**EXERCISE:** Everything in the data below should be restated word for word.

PROVIDED MATERIAL below:

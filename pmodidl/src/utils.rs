//! Fonctions utilitaires : noms qualifiés, accès aux nœuds XML et durées.

use xmltree::{Element as XmlElement, XMLNode};

/// Nom qualifié `prefix:local` d'un nœud, qu'il vienne d'un document analysé
/// (préfixe séparé) ou qu'il ait été construit avec un nom déjà qualifié.
pub fn qualified_name(node: &XmlElement) -> String {
    match &node.prefix {
        Some(prefix) if !prefix.is_empty() => format!("{}:{}", prefix, node.name),
        _ => node.name.clone(),
    }
}

/// Partie locale d'un nom éventuellement préfixé.
pub fn local_part(name: &str) -> &str {
    name.rsplit_once(':').map_or(name, |(_, local)| local)
}

pub fn has_prefix(name: &str) -> bool {
    name.contains(':')
}

/// Compare un nom trouvé dans le document au nom attendu.
///
/// En mode tolérant, deux noms dont l'un n'a pas de préfixe sont égaux si
/// leurs parties locales le sont.
pub fn names_match(actual: &str, expected: &str, lenient: bool) -> bool {
    if actual == expected {
        return true;
    }
    lenient
        && (!has_prefix(actual) || !has_prefix(expected))
        && local_part(actual) == local_part(expected)
}

/// Sous-éléments directs d'un nœud.
pub fn child_elements(node: &XmlElement) -> impl Iterator<Item = &XmlElement> {
    node.children.iter().filter_map(|child| match child {
        XMLNode::Element(elem) => Some(elem),
        _ => None,
    })
}

/// Sous-éléments directs dont le nom correspond à `name`.
pub fn matching_children<'a>(node: &'a XmlElement, name: &str, lenient: bool) -> Vec<&'a XmlElement> {
    child_elements(node)
        .filter(|child| names_match(&qualified_name(child), name, lenient))
        .collect()
}

/// Cherche un attribut par nom exact, puis par partie locale en mode
/// tolérant.
pub fn find_attribute<'a>(node: &'a XmlElement, name: &str, lenient: bool) -> Option<&'a String> {
    if let Some(value) = node.attributes.get(name) {
        return Some(value);
    }
    if !lenient {
        return None;
    }
    node.attributes
        .iter()
        .find(|(key, _)| !key.starts_with("xmlns") && names_match(key, name, true))
        .map(|(_, value)| value)
}

/// Texte d'un nœud (sections texte et CDATA concaténées).
pub fn node_text(node: &XmlElement) -> Option<String> {
    node.get_text().map(|text| text.into_owned())
}

/// Construit un nœud `<name>text</name>`.
pub fn text_element(name: &str, text: &str) -> XmlElement {
    let mut elem = XmlElement::new(name);
    elem.children.push(XMLNode::Text(text.to_string()));
    elem
}

/// Formate une durée en secondes au format `H:MM:SS`.
pub fn format_duration(seconds: u64) -> String {
    format!(
        "{}:{:02}:{:02}",
        seconds / 3600,
        (seconds % 3600) / 60,
        seconds % 60
    )
}

/// Formate une durée au format `P<j>D<hh>:<mm>:<ss>`.
pub fn format_period(seconds: u64) -> String {
    let days = seconds / 86_400;
    let rest = seconds % 86_400;
    format!(
        "P{}D{:02}:{:02}:{:02}",
        days,
        rest / 3600,
        (rest % 3600) / 60,
        rest % 60
    )
}

/// Lit une durée `H:MM:SS`, `H:MM:SS.fff` ou `P<j>D<hh>:<mm>:<ss>` et la
/// convertit en secondes (fraction tronquée).
pub fn parse_duration(raw: &str) -> Option<u64> {
    let raw = raw.trim();
    let (days, clock) = match raw.strip_prefix('P') {
        Some(period) => {
            let (days, clock) = period.split_once('D')?;
            (days.parse::<u64>().ok()?, clock)
        }
        None => (0, raw),
    };

    let clock = clock.split_once('.').map_or(clock, |(whole, _)| whole);
    let parts: Vec<&str> = clock.split(':').collect();
    let [hours, minutes, seconds] = parts.as_slice() else {
        return None;
    };
    let hours: u64 = hours.parse().ok()?;
    let minutes: u64 = minutes.parse().ok()?;
    let seconds: u64 = seconds.parse().ok()?;
    if minutes >= 60 || seconds >= 60 {
        return None;
    }
    days.checked_mul(86_400)?
        .checked_add(hours.checked_mul(3600)?)?
        .checked_add(minutes * 60 + seconds)
}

End of PROVIDED MATERIAL.

**OUTPUT OF THE TASK:**
filename pmodidl/src/utils.rs
//! Fonctions utilitaires : noms qualifiés, accès aux nœuds XML et durées.

use xmltree::{Element as XmlElement, XMLNode};

/// Nom qualifié `prefix:local` d'un nœud, qu'il vienne d'un document analysé
/// (préfixe séparé) ou qu'il ait été construit avec un nom déjà qualifié.
pub fn qualified_name(node: &XmlElement) -> String {
    match &node.prefix {
        Some(prefix) if !prefix.is_empty() => format!("{}:{}", prefix, node.name),
        _ => node.name.clone(),
    }
}

/// Partie locale d'un nom éventuellement préfixé.
pub fn local_part(name: &str) -> &str {
    name.rsplit_once(':').map_or(name, |(_, local)| local)
}

pub fn has_prefix(name: &str) -> bool {
    name.contains(':')
}

/// Compare un nom trouvé dans le document au nom attendu.
///
/// En mode tolérant, deux noms dont l'un n'a pas de préfixe sont égaux si
/// leurs parties locales le sont.
pub fn names_match(actual: &str, expected: &str, lenient: bool) -> bool {
    if actual == expected {
        return true;
    }
    lenient
        && (!has_prefix(actual) || !has_prefix(expected))
        && local_part(actual) == local_part(expected)
}

/// Sous-éléments directs d'un nœud.
pub fn child_elements(node: &XmlElement) -> impl Iterator<Item = &XmlElement> {
    node.children.iter().filter_map(|child| match child {
        XMLNode::Element(elem) => Some(elem),
        _ => None,
    })
}

/// Sous-éléments directs dont le nom correspond à `name`.
pub fn matching_children<'a>(node: &'a XmlElement, name: &str, lenient: bool) -> Vec<&'a XmlElement> {
    child_elements(node)
        .filter(|child| names_match(&qualified_name(child), name, lenient))
        .collect()
}

/// Cherche un attribut par nom exact, puis par partie locale en mode
/// tolérant.
pub fn find_attribute<'a>(node: &'a XmlElement, name: &str, lenient: bool) -> Option<&'a String> {
    if let Some(value) = node.attributes.get(name) {
        return Some(value);
    }
    if !lenient {
        return None;
    }
    node.attributes
        .iter()
        .find(|(key, _)| !key.starts_with("xmlns") && names_match(key, name, true))
        .map(|(_, value)| value)
}

/// Texte d'un nœud (sections texte et CDATA concaténées).
pub fn node_text(node: &XmlElement) -> Option<String> {
    node.get_text().map(|text| text.into_owned())
}

/// Construit un nœud `<name>text</name>`.
pub fn text_element(name: &str, text: &str) -> XmlElement {
    let mut elem = XmlElement::new(name);
    elem.children.push(XMLNode::Text(text.to_string()));
    elem
}

/// Formate une durée en secondes au format `H:MM:SS`.
pub fn format_duration(seconds: u64) -> String {
    format!(
        "{}:{:02}:{:02}",
        seconds / 3600,
        (seconds % 3600) / 60,
        seconds % 60
    )
}

/// Formate une durée au format `P<j>D<hh>:<mm>:<ss>`.
pub fn format_period(seconds: u64) -> String {
    let days = seconds / 86_400;
    let rest = seconds % 86_400;
    format!(
        "P{}D{:02}:{:02}:{:02}",
        days,
        rest / 3600,
        (rest % 3600) / 60,
        rest % 60
    )
}

/// Lit une durée `H:MM:SS`, `H:MM:SS.fff` ou `P<j>D<hh>:<mm>:<ss>` et la
/// convertit en secondes (fraction tronquée).
pub fn parse_duration(raw: &str) -> Option<u64> {
    let raw = raw.trim();
    let (days, clock) = match raw.strip_prefix('P') {
        Some(period) => {
            let (days, clock) = period.split_once('D')?;
            (days.parse::<u64>().ok()?, clock)
        }
        None => (0, raw),
    };

    let clock = clock.split_once('.').map_or(clock, |(whole, _)| whole);
    let parts: Vec<&str> = clock.split(':').collect();
    let [hours, minutes, seconds] = parts.as_slice() else {
        return None;
    };
    let hours: u64 = hours.parse().ok()?;
    let minutes: u64 = minutes.parse().ok()?;
    let seconds: u64 = seconds.parse().ok()?;
    if minutes >= 60 || seconds >= 60 {
        return None;
    }
    days.checked_mul(86_400)?
        .checked_add(hours.checked_mul(3600)?)?
        .checked_add(minutes * 60 + seconds)
}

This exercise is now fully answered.